Paper A discusses challenges of 5G networks, which include an increase in traffic and number of devices, robustness for mission-critical services, and a reduction in total energy consumption and latency. We then argue how location information can be leveraged in addressing several of the key challenges in 5G with location-aware channel prediction by maintaining a channel database. We use Gaussian processes (GP) from machine learning in developing a framework for location-aware channel prediction. We then give a broad overview of using location-aware channel prediction in addressing the aforementioned challenges across different layers of the protocol stack.

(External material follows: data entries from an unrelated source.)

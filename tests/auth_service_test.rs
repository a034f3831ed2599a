//! Authentication service unit tests.

use std::sync::Arc;

use chrono::NaiveDate;

use ems_api::config::Config;
use ems_api::domain::{Employee, Password, Role, User};
use ems_api::errors::AppError;
use ems_api::infra::{MockEmployeeRepository, MockRoleRepository, MockUserRepository};
use ems_api::services::{AuthService, Authenticator};

fn test_config() -> Config {
    Config::with_secret("test-secret-key-minimum-32-chars!")
}

fn stored_user(password: &str) -> User {
    User {
        id: 7,
        username: "aliceSmith".to_string(),
        password_hash: Password::new(password).unwrap().into_string(),
        employee_id: 1,
    }
}

fn sample_employee(id: i32) -> Employee {
    Employee {
        id,
        first_name: "Alice".to_string(),
        last_name: "Smith".to_string(),
        age: 30,
        phone: "1234567890".to_string(),
        email: "alice@example.com".to_string(),
        position: "Developer".to_string(),
        date_of_hire: NaiveDate::from_ymd_opt(2020, 1, 1).unwrap(),
        role_id: 3,
    }
}

#[tokio::test]
async fn test_login_issues_token_with_role_claim() {
    let mut users = MockUserRepository::new();
    users
        .expect_find_by_username()
        .returning(|_| Ok(Some(stored_user("secret123"))));

    let mut employees = MockEmployeeRepository::new();
    employees
        .expect_find_by_id()
        .returning(|id| Ok(Some(sample_employee(id))));

    let mut roles = MockRoleRepository::new();
    roles.expect_find_by_id().returning(|id| {
        Ok(Some(Role {
            id,
            name: "Engineer".to_string(),
        }))
    });

    let service = Authenticator::new(
        Arc::new(users),
        Arc::new(employees),
        Arc::new(roles),
        test_config(),
    );
    let token = service.login("aliceSmith", "secret123").await.unwrap();

    assert_eq!(token.token_type, "Bearer");

    // The role claim carries the role name reached through the employee
    let claims = service.verify_token(&token.access_token).unwrap();
    assert_eq!(claims.sub, 7);
    assert_eq!(claims.unique_name, "aliceSmith");
    assert_eq!(claims.role, "Engineer");
}

#[tokio::test]
async fn test_login_wrong_password() {
    let mut users = MockUserRepository::new();
    users
        .expect_find_by_username()
        .returning(|_| Ok(Some(stored_user("secret123"))));

    let service = Authenticator::new(
        Arc::new(users),
        Arc::new(MockEmployeeRepository::new()),
        Arc::new(MockRoleRepository::new()),
        test_config(),
    );
    let err = service.login("aliceSmith", "wrong").await.unwrap_err();

    assert!(matches!(err, AppError::InvalidCredentials));
}

#[tokio::test]
async fn test_login_unknown_username() {
    let mut users = MockUserRepository::new();
    users.expect_find_by_username().returning(|_| Ok(None));

    let service = Authenticator::new(
        Arc::new(users),
        Arc::new(MockEmployeeRepository::new()),
        Arc::new(MockRoleRepository::new()),
        test_config(),
    );
    let err = service.login("nobody", "whatever").await.unwrap_err();

    // Indistinguishable from a bad password
    assert!(matches!(err, AppError::InvalidCredentials));
}

#[tokio::test]
async fn test_verify_token_rejects_garbage() {
    let service = Authenticator::new(
        Arc::new(MockUserRepository::new()),
        Arc::new(MockEmployeeRepository::new()),
        Arc::new(MockRoleRepository::new()),
        test_config(),
    );

    assert!(service.verify_token("not-a-token").is_err());
}
//! Centralized error handling.
//!
//! Raised faults only: authorization, input validation, credentials, and
//! infrastructure failures. Expected business outcomes (not-found, named
//! conflicts) travel through [`crate::domain::Outcome`] instead and are
//! never raised.

use axum::{
    http::StatusCode,
    response::{IntoResponse, Response},
    Json,
};
use serde::Serialize;
use thiserror::Error;

/// Application error types
#[derive(Error, Debug)]
pub enum AppError {
    // Authentication & Authorization
    #[error("Authentication required")]
    Unauthorized,

    #[error("{0}")]
    Forbidden(String),

    #[error("Invalid username or password")]
    InvalidCredentials,

    // Validation
    #[error("{0}")]
    Validation(String),

    // External service errors
    #[error("Database error")]
    Database(#[from] sea_orm::DbErr),

    #[error("Authentication error")]
    Jwt(#[from] jsonwebtoken::errors::Error),

    // Internal
    #[error("Internal server error")]
    Internal(String),
}

/// Error response body
#[derive(Debug, Serialize)]
struct ErrorResponse {
    error: ErrorBody,
}

#[derive(Debug, Serialize)]
struct ErrorBody {
    code: String,
    message: String,
}

impl AppError {
    /// Get error code for client
    fn code(&self) -> &'static str {
        match self {
            AppError::Unauthorized => "UNAUTHORIZED",
            AppError::Forbidden(_) => "FORBIDDEN",
            AppError::InvalidCredentials => "INVALID_CREDENTIALS",
            AppError::Validation(_) => "VALIDATION_ERROR",
            AppError::Database(_) => "DATABASE_ERROR",
            AppError::Jwt(_) => "AUTH_ERROR",
            AppError::Internal(_) => "INTERNAL_ERROR",
        }
    }

    /// Get HTTP status code
    fn status(&self) -> StatusCode {
        match self {
            AppError::Unauthorized | AppError::InvalidCredentials | AppError::Jwt(_) => {
                StatusCode::UNAUTHORIZED
            }
            AppError::Forbidden(_) => StatusCode::FORBIDDEN,
            AppError::Validation(_) => StatusCode::BAD_REQUEST,
            AppError::Database(_) | AppError::Internal(_) => StatusCode::INTERNAL_SERVER_ERROR,
        }
    }

    /// Get user-facing message (hides internal details)
    fn user_message(&self) -> String {
        match self {
            // Show full message for client errors
            AppError::Validation(msg) => msg.clone(),
            AppError::Forbidden(msg) => msg.clone(),

            // Hide details for internal/security errors
            AppError::Database(e) => {
                tracing::error!("Database error: {:?}", e);
                "A database error occurred".to_string()
            }
            AppError::Jwt(e) => {
                tracing::error!("JWT error: {:?}", e);
                "Invalid or expired token".to_string()
            }
            AppError::Internal(msg) => {
                tracing::error!("Internal error: {}", msg);
                "An internal error occurred".to_string()
            }

            // Use default message for others
            _ => self.to_string(),
        }
    }
}

impl IntoResponse for AppError {
    fn into_response(self) -> Response {
        let status = self.status();
        let body = ErrorResponse {
            error: ErrorBody {
                code: self.code().to_string(),
                message: self.user_message(),
            },
        };

        (status, Json(body)).into_response()
    }
}

/// Result type alias
pub type AppResult<T> = Result<T, AppError>;

/// Convenience constructors
impl AppError {
    pub fn forbidden(msg: impl Into<String>) -> Self {
        AppError::Forbidden(msg.into())
    }

    pub fn validation(msg: impl Into<String>) -> Self {
        AppError::Validation(msg.into())
    }

    pub fn internal(msg: impl Into<String>) -> Self {
        AppError::Internal(msg.into())
    }
}
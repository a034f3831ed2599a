//! EMS API - Employee management behind a role-gated API.
//!
//! The domain service layer carries the decision logic: an authorization
//! gate for self-vs-other access, operation-specific input validation,
//! and cross-entity invariant checks (role existence, the one-to-one
//! employee-user link, deletion guards) ahead of every mutation.
//!
//! # Architecture Layers
//!
//! - **config**: Application configuration and constants
//! - **domain**: Core business entities, DTO shapes, outcomes
//! - **services**: Gate, validation and per-entity orchestration
//! - **infra**: Database, migrations, repositories
//! - **api**: HTTP handlers, middleware, and routes
//! - **errors**: Centralized error handling

pub mod api;
pub mod config;
pub mod domain;
pub mod errors;
pub mod infra;
pub mod services;

// Re-export commonly used types at crate root
pub use api::AppState;
pub use config::Config;
pub use domain::{Conflict, Outcome, PrincipalRole, SecurityContext};
pub use errors::{AppError, AppResult};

In Paper B, we investigate two frameworks, classical Gaussian processes (cGP) and uncertain Gaussian processes (uGP), and analyze the impact of location uncertainty
during both training and testing. We have demonstrated that, when heterogeneous location uncertainties are present, the cGP framework is unable to (i) learn the underlying channel parameters properly; (ii) predict the expected channel quality metric. By introducing a GP that operates directly on the location distribution, we find uGP, which is able to both learn and predict in the presence of location uncertainties.
Paper C studies the tradeoffs in utilizing location information in the robust link scheduling problem (RLSP) at the medium access control layer. We compare two approaches to RLSP, one using channel gain estimates and the other using location information. Our comparison reveals that both approaches yield similar
performances, but with different overhead.